Rosemary Baird said her compatriots “feel smaller, they feel inadequate” compared to Australia, where “the weather is better, the economy is stronger. They’ve got a bigger place on the world stage.”

Australia dwarfs its neighbor economically — about eight times bigger, in gross domestic product terms. The best the Kiwis can hope for is an occasional sporting triumph in decades-old sporting feuds in rugby contests or on the cricket pitch. “The sporting arena is where we live out the competitiveness,” Baird said.

De Nave agrees. “It’s a sibling kind of thing. We like to punch each other up on the rugby field.” Sport aside, Australia so dominates the relationship there’s good reason to think most Kiwis have already surrendered. The open-door policy works both ways, but look at the numbers; almost half a million New Zealanders currently call Australia home; roughly one-tenth that number have migrated the other way.

New Zealand’s conservative Prime Minister John Key is on record as describing Australia as a “giant sucking machine” that inhales the best and brightest of his people, leaving him to deal with a crippling brain drain. “We’d really like to draw them back,” Keys said in a wire service interview earlier this year. “In the end New Zealand has … a real problem it needs to address, and quickly.”

Such sentiments indicate Kelvin Thomson’s plan might find a receptive ear across the Tasman at a political level, whatever upset it might cause the thousands of average New Zealanders. As Thomson told GlobalPost: “It mightn’t be the worst thing in the world” for New Zealand if more of its nationals stayed home.

Psychologically, however, throwing up any sort of barrier between these two outposts of Empire would seem certain to turn an old but friendly rivalry into something far more contentious. Until now, the only New Zealand product barred from entry to Australia has been the humble apple — an 88-year-old ban prompted by fears of the bacterial fire blight disease.
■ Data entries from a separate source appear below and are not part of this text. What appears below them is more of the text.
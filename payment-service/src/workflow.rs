//! Payment Workflow Engine.
//!
//! Creation calls the gateway first and then writes the payment and its
//! initial history row in one transaction. Webhooks update the payment and
//! append history in one transaction, then publish a status-change event once
//! the transaction has committed.

use bigdecimal::BigDecimal;
use chrono::{DateTime, Utc};
use futures::future::BoxFuture;
use num_traits::Zero;
use shared::PaymentEventMessage;
use std::sync::Arc;
use tracing::{info, warn};
use uuid::Uuid;

use crate::error::PaymentError;
use crate::gateway::{CreateLinkRequest, PaymentGateway};
use crate::models::*;
use crate::publisher::EventPublisher;
use crate::store::{PaymentListParams, PaymentStore, StoreTransaction};

#[derive(Debug, Clone, PartialEq)]
pub struct CreatePayment {
    pub order_id: Uuid,
    pub amount: BigDecimal,
    pub description: Option<String>,
    pub expired_at: DateTime<Utc>,
}

/// Gateway callback already checked and normalised by the HTTP layer.
#[derive(Debug, Clone, PartialEq)]
pub struct WebhookNotification {
    pub order_id: Uuid,
    pub transaction_status: String,
    pub transaction_id: Option<String>,
    pub paid_at: Option<DateTime<Utc>>,
    pub va_number: Option<String>,
    pub bank: Option<String>,
    pub acquirer: Option<String>,
}

#[derive(Debug, Clone, PartialEq)]
pub enum WebhookOutcome {
    /// The transition was written and a history row appended.
    Applied(Payment),
    /// Replay of the terminal status the payment already has; nothing was written.
    Duplicate(Payment),
}

impl WebhookOutcome {
    pub fn payment(&self) -> &Payment {
        match self {
            WebhookOutcome::Applied(payment) | WebhookOutcome::Duplicate(payment) => payment,
        }
    }
}

/// Runs `work` inside a store transaction: commit on `Ok`, roll back on `Err`.
/// Rollback failures are logged and the original error is returned.
pub async fn in_transaction<T, F>(store: &dyn PaymentStore, work: F) -> Result<T, PaymentError>
where
    T: Send,
    F: for<'t> FnOnce(&'t mut (dyn StoreTransaction + 'static)) -> BoxFuture<'t, Result<T, PaymentError>>
        + Send,
{
    let mut tx = store.begin().await?;

    match work(tx.as_mut()).await {
        Ok(value) => {
            tx.commit().await?;
            Ok(value)
        }
        Err(err) => {
            if let Err(rollback_err) = tx.rollback().await {
                warn!("Rollback failed after {}: {}", err, rollback_err);
            }
            Err(err)
        }
    }
}

pub struct PaymentWorkflow {
    store: Arc<dyn PaymentStore>,
    gateway: Arc<dyn PaymentGateway>,
    publisher: Arc<dyn EventPublisher>,
    topic: String,
}

impl PaymentWorkflow {
    pub fn new(
        store: Arc<dyn PaymentStore>,
        gateway: Arc<dyn PaymentGateway>,
        publisher: Arc<dyn EventPublisher>,
        topic: String,
    ) -> Self {
        Self {
            store,
            gateway,
            publisher,
            topic,
        }
    }

    pub async fn list(&self, params: &PaymentListParams) -> Result<(Vec<Payment>, i64), PaymentError> {
        Ok(self.store.find_all_with_pagination(params).await?)
    }

    pub async fn get_by_uuid(&self, uuid: Uuid) -> Result<Payment, PaymentError> {
        Ok(self.store.find_by_uuid(uuid).await?)
    }

    pub async fn create_payment(&self, request: CreatePayment) -> Result<Payment, PaymentError> {
        if request.expired_at <= Utc::now() {
            return Err(PaymentError::ExpiredAtInvalid);
        }
        // the gateway charges whole units, so anything that rounds to zero is rejected here
        if request.amount.round(0) <= BigDecimal::zero() {
            return Err(PaymentError::Validation("amount must be at least 1".to_string()));
        }

        let link = self
            .gateway
            .create_link(&CreateLinkRequest {
                order_id: request.order_id,
                amount: request.amount.clone(),
                description: request.description.clone(),
                expired_at: request.expired_at,
            })
            .await?;

        info!(order_id = %request.order_id, "Payment link created");

        let new_payment = NewPayment {
            uuid: Uuid::new_v4(),
            order_id: request.order_id,
            amount: request.amount,
            status: PaymentStatus::Initial,
            payment_link: link.redirect_url,
            description: request.description,
            expired_at: request.expired_at,
        };

        let payment = in_transaction(self.store.as_ref(), move |tx| {
            Box::pin(async move {
                let payment = tx.create_payment(new_payment).await?;
                tx.append_history(NewPaymentHistory {
                    payment_id: payment.id,
                    status: payment.status.history_status(),
                })
                .await?;
                Ok(payment)
            })
        })
        .await?;

        info!(order_id = %payment.order_id, payment_id = %payment.uuid, "Payment created");
        Ok(payment)
    }

    pub async fn handle_webhook(&self, notification: WebhookNotification) -> Result<WebhookOutcome, PaymentError> {
        let order_id = notification.order_id;
        self.store.find_by_order_id(order_id).await?;

        let incoming = PaymentStatusString::from_gateway(&notification.transaction_status)?;

        let update = PaymentUpdate {
            status: incoming.payment_status(),
            transaction_id: notification.transaction_id,
            invoice_link: None,
            paid_at: notification.paid_at,
            va_number: notification.va_number,
            bank: notification.bank,
            acquirer: notification.acquirer,
        };

        let outcome = in_transaction(self.store.as_ref(), move |tx| {
            Box::pin(async move {
                let current = tx.find_by_order_id_for_update(order_id).await?;

                if current.status.is_terminal() {
                    if current.status == update.status {
                        return Ok(WebhookOutcome::Duplicate(current));
                    }
                    return Err(PaymentError::StatusAlreadyFinal {
                        current: current.status.to_string(),
                        incoming: update.status.to_string(),
                    });
                }

                let payment = tx.update_payment(order_id, update).await?;
                tx.append_history(NewPaymentHistory {
                    payment_id: payment.id,
                    status: incoming,
                })
                .await?;
                Ok(WebhookOutcome::Applied(payment))
            })
        })
        .await?;

        match &outcome {
            WebhookOutcome::Applied(payment) => {
                info!(order_id = %order_id, status = %payment.status, "Webhook applied");
            }
            WebhookOutcome::Duplicate(payment) => {
                info!(order_id = %order_id, status = %payment.status, "Duplicate webhook, republishing event only");
            }
        }

        self.publish_status(outcome.payment(), incoming).await?;
        Ok(outcome)
    }

    /// Runs after commit. A failure here is returned to the caller but leaves
    /// the stored payment as it is; the gateway redelivers the webhook.
    async fn publish_status(&self, payment: &Payment, status: PaymentStatusString) -> Result<(), PaymentError> {
        let message = PaymentEventMessage::status_changed(
            payment.order_id,
            payment.uuid,
            status.as_str(),
            payment.paid_at,
            Utc::now(),
        );
        let payload = message
            .to_bytes()
            .map_err(|e| PaymentError::Publish(e.to_string()))?;

        self.publisher
            .publish(&self.topic, &payment.order_id.to_string(), &payload)
            .await?;

        info!(order_id = %payment.order_id, event = %status.event_name(), "Payment event published");
        Ok(())
    }
}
But put people in the same barrel as bad apples and Australians might find familial bonds start to fray.

Barbara Mathieson, who’s seen this rivalry wax and wane from both sides of the sea in her 69 years, said that like all niggly siblings, the two nations just need cooler heads to prevail. “We are very closely bonded,” she said. “We just need clear-headed and clear-thinking politicians and governments to work it out.”